Under Bradley Connacht Rugby secured qualification to the playoff stages of the Amlin Challenge Cup on six of his seven years in charge, reaching the semi-final on two occasions.

In early 2008, Bradley was appointed the Irish interim head coach and lead the senior international rugby team on their summer tour to New Zealand and Australia.

In 2010 to 2011, Bradley was part of the Georgian International Rugby Coaching team that completed an ENC1 Grand Slam in the 2011 ENC Championship.

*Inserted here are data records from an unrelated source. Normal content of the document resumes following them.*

//! Atom feed parsing for the arXiv export API.

use chrono::{DateTime, Utc};
use quick_xml::events::{BytesStart, Event};
use quick_xml::Reader;

use super::types::{normalize_id, Paper};
use crate::error::FetchError;

/// Text-bearing elements we collect inside an `<entry>`.
#[derive(Debug, Clone, Copy, PartialEq, Eq)]
enum Field {
    Id,
    Title,
    Summary,
    Published,
    Updated,
    AuthorName,
}

#[derive(Debug, Default)]
struct EntryBuilder {
    id: String,
    title: String,
    summary: String,
    published: String,
    updated: String,
    authors: Vec<String>,
    html_url: Option<String>,
    pdf_url: Option<String>,
    primary_category: Option<String>,
    categories: Vec<String>,
}

impl EntryBuilder {
    fn commit(&mut self, field: Field, text: String) {
        match field {
            Field::Id => self.id = text,
            Field::Title => self.title = text,
            Field::Summary => self.summary = text,
            Field::Published => self.published = text,
            Field::Updated => self.updated = text,
            Field::AuthorName => self.authors.push(collapse_whitespace(&text)),
        }
    }

    fn link(&mut self, e: &BytesStart<'_>) {
        let mut rel = None;
        let mut href = None;
        let mut typ = None;
        let mut title = None;
        for attr in e.attributes().flatten() {
            let value = String::from_utf8_lossy(&attr.value).to_string();
            match attr.key.local_name().as_ref() {
                b"rel" => rel = Some(value),
                b"href" => href = Some(value),
                b"type" => typ = Some(value),
                b"title" => title = Some(value),
                _ => {}
            }
        }
        let Some(href) = href else { return };
        let is_pdf = typ.as_deref().is_some_and(|t| t.contains("pdf"))
            || title.as_deref().is_some_and(|t| t.eq_ignore_ascii_case("pdf"));
        if is_pdf {
            self.pdf_url.get_or_insert(href);
        } else if rel.as_deref() == Some("alternate") {
            self.html_url.get_or_insert(href);
        }
    }

    fn category(&mut self, e: &BytesStart<'_>, primary: bool) {
        let term = e
            .attributes()
            .flatten()
            .find(|a| a.key.local_name().as_ref() == b"term")
            .map(|a| String::from_utf8_lossy(&a.value).to_string());
        let Some(term) = term else { return };
        if primary {
            self.primary_category = Some(term);
        } else if !self.categories.contains(&term) {
            self.categories.push(term);
        }
    }

    fn build(self) -> Result<Paper, FetchError> {
        // arXiv reports bad queries as a single entry under /api/errors.
        if self.id.contains("/api/errors") {
            return Err(FetchError::Malformed(format!(
                "arXiv API error: {}",
                collapse_whitespace(&self.summary)
            )));
        }

        let id = normalize_id(&self.id)
            .ok_or_else(|| FetchError::Malformed(format!("unrecognized entry id {:?}", self.id)))?;
        let published = parse_timestamp(&self.published, "published", &id)?;
        let updated = if self.updated.trim().is_empty() {
            published
        } else {
            parse_timestamp(&self.updated, "updated", &id)?
        };

        Ok(Paper {
            url: self
                .html_url
                .unwrap_or_else(|| format!("https://arxiv.org/abs/{id}")),
            id,
            title: collapse_whitespace(&self.title),
            authors: self.authors,
            abstract_text: collapse_whitespace(&self.summary),
            published,
            updated,
            pdf_url: self.pdf_url,
            primary_category: self.primary_category,
            categories: self.categories,
        })
    }
}

fn parse_timestamp(raw: &str, field: &str, id: &str) -> Result<DateTime<Utc>, FetchError> {
    DateTime::parse_from_rfc3339(raw.trim())
        .map(|dt| dt.with_timezone(&Utc))
        .map_err(|e| FetchError::Malformed(format!("entry {id}: bad {field} timestamp {raw:?}: {e}")))
}

fn collapse_whitespace(text: &str) -> String {
    text.split_whitespace().collect::<Vec<_>>().join(" ")
}

/// Parse an arXiv Atom feed into papers, in feed order.
///
/// A document without a `<feed>` root is malformed; a feed without entries
/// is an empty result.
pub fn parse_atom_feed(xml: &str) -> Result<Vec<Paper>, FetchError> {
    let mut reader = Reader::from_str(xml);
    reader.trim_text(true);
    let mut buf = Vec::new();

    let mut saw_feed = false;
    let mut papers = Vec::new();
    let mut entry: Option<EntryBuilder> = None;
    let mut in_author = false;
    let mut field: Option<Field> = None;
    let mut text = String::new();

    loop {
        let event = reader
            .read_event_into(&mut buf)
            .map_err(|e| FetchError::Malformed(format!("XML parse error: {e}")))?;
        match event {
            Event::Start(e) => {
                let local = e.local_name();
                let name = local.as_ref();
                if let Some(cur) = entry.as_mut() {
                    match name {
                        b"author" => in_author = true,
                        b"link" => cur.link(&e),
                        b"primary_category" => cur.category(&e, true),
                        b"category" => cur.category(&e, false),
                        _ => {
                            field = match name {
                                b"id" => Some(Field::Id),
                                b"title" => Some(Field::Title),
                                b"summary" => Some(Field::Summary),
                                b"published" => Some(Field::Published),
                                b"updated" => Some(Field::Updated),
                                b"name" if in_author => Some(Field::AuthorName),
                                _ => None,
                            };
                            text.clear();
                        }
                    }
                } else if name == b"feed" {
                    saw_feed = true;
                } else if name == b"entry" {
                    entry = Some(EntryBuilder::default());
                    in_author = false;
                }
            }
            Event::Empty(e) => {
                if let Some(cur) = entry.as_mut() {
                    match e.local_name().as_ref() {
                        b"link" => cur.link(&e),
                        b"primary_category" => cur.category(&e, true),
                        b"category" => cur.category(&e, false),
                        _ => {}
                    }
                }
            }
            Event::Text(t) => {
                if field.is_some() {
                    let unescaped = t
                        .unescape()
                        .map_err(|e| FetchError::Malformed(format!("bad text node: {e}")))?;
                    text.push_str(&unescaped);
                }
            }
            Event::CData(c) => {
                if field.is_some() {
                    text.push_str(&String::from_utf8_lossy(&c.into_inner()));
                }
            }
            Event::End(e) => match e.local_name().as_ref() {
                b"entry" => {
                    if let Some(done) = entry.take() {
                        papers.push(done.build()?);
                    }
                    field = None;
                }
                b"author" => in_author = false,
                _ => {
                    if let (Some(f), Some(cur)) = (field.take(), entry.as_mut()) {
                        cur.commit(f, std::mem::take(&mut text));
                    }
                }
            },
            Event::Eof => break,
            _ => {}
        }
        buf.clear();
    }

    if !saw_feed {
        return Err(FetchError::Malformed("response has no <feed> root".to_string()));
    }
    if entry.is_some() {
        return Err(FetchError::Malformed("truncated <entry>".to_string()));
    }

    tracing::debug!(count = papers.len(), "Parsed arXiv feed");
    Ok(papers)
}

In May 2011, Bradley was appointed head coach of Edinburgh on a two-year contract.
Under Bradley, Edinburgh Rugby had their most successful season in their history. Edinburgh Rugby topped their ERC qualification pool (which included London Irish, Racing Metro 92 and Cardiff Blues) and reached the 2012 Heineken Cup semi final for the first time in their history after overcoming French giants Toulouse (who won the Top14 that year) in the quarter final in the Scottish capital. Edinburgh Rugby lost out to Ulster Rugby in a closely contested semi-final.

In February 2012, Bradley was appointed Scotland A coach and delivered a victory over the England Saxons in the Scottish Borders region with a winning margin of 35 points to nil. Bradley was the assistant head coach of the Georgia national rugby union team from June 2013 until 2016, working as the backs coach and team attack coach. In this period Georgia Rugby won three further ENC1 Grand Slams and achieved automatic pre qualification for the 2019 Rugby World Cup. In January 2017, he was appointed head coach of Romanian club CSM Bucuresti. Ahead of the 2017–18 Pro14 season, Bradley was appointed as the new head coach of Italian side Zebre Rugby. In only his first year in charge, Zebre Rugby achieved their best ever season results.

Zebre Rugby continued to be competitive for the proceeding 4 seasons under Bradley. In the season 2020/21 Zebre Rugby beat Benetton Treviso in both Pro-14 Christmas derby matches which gave a great lift to the Zebre Rugby club and its supporters. These victories among others were recognized by the Pro-14 when Bradley was awarded the Pro-14 Coaches Coach of the Year for the 2020/21 season. In January 2022, Bradley along with many of the top management, left Zebre Rugby after the Italian Rugby Federation announced that they were to take the club in a different direction.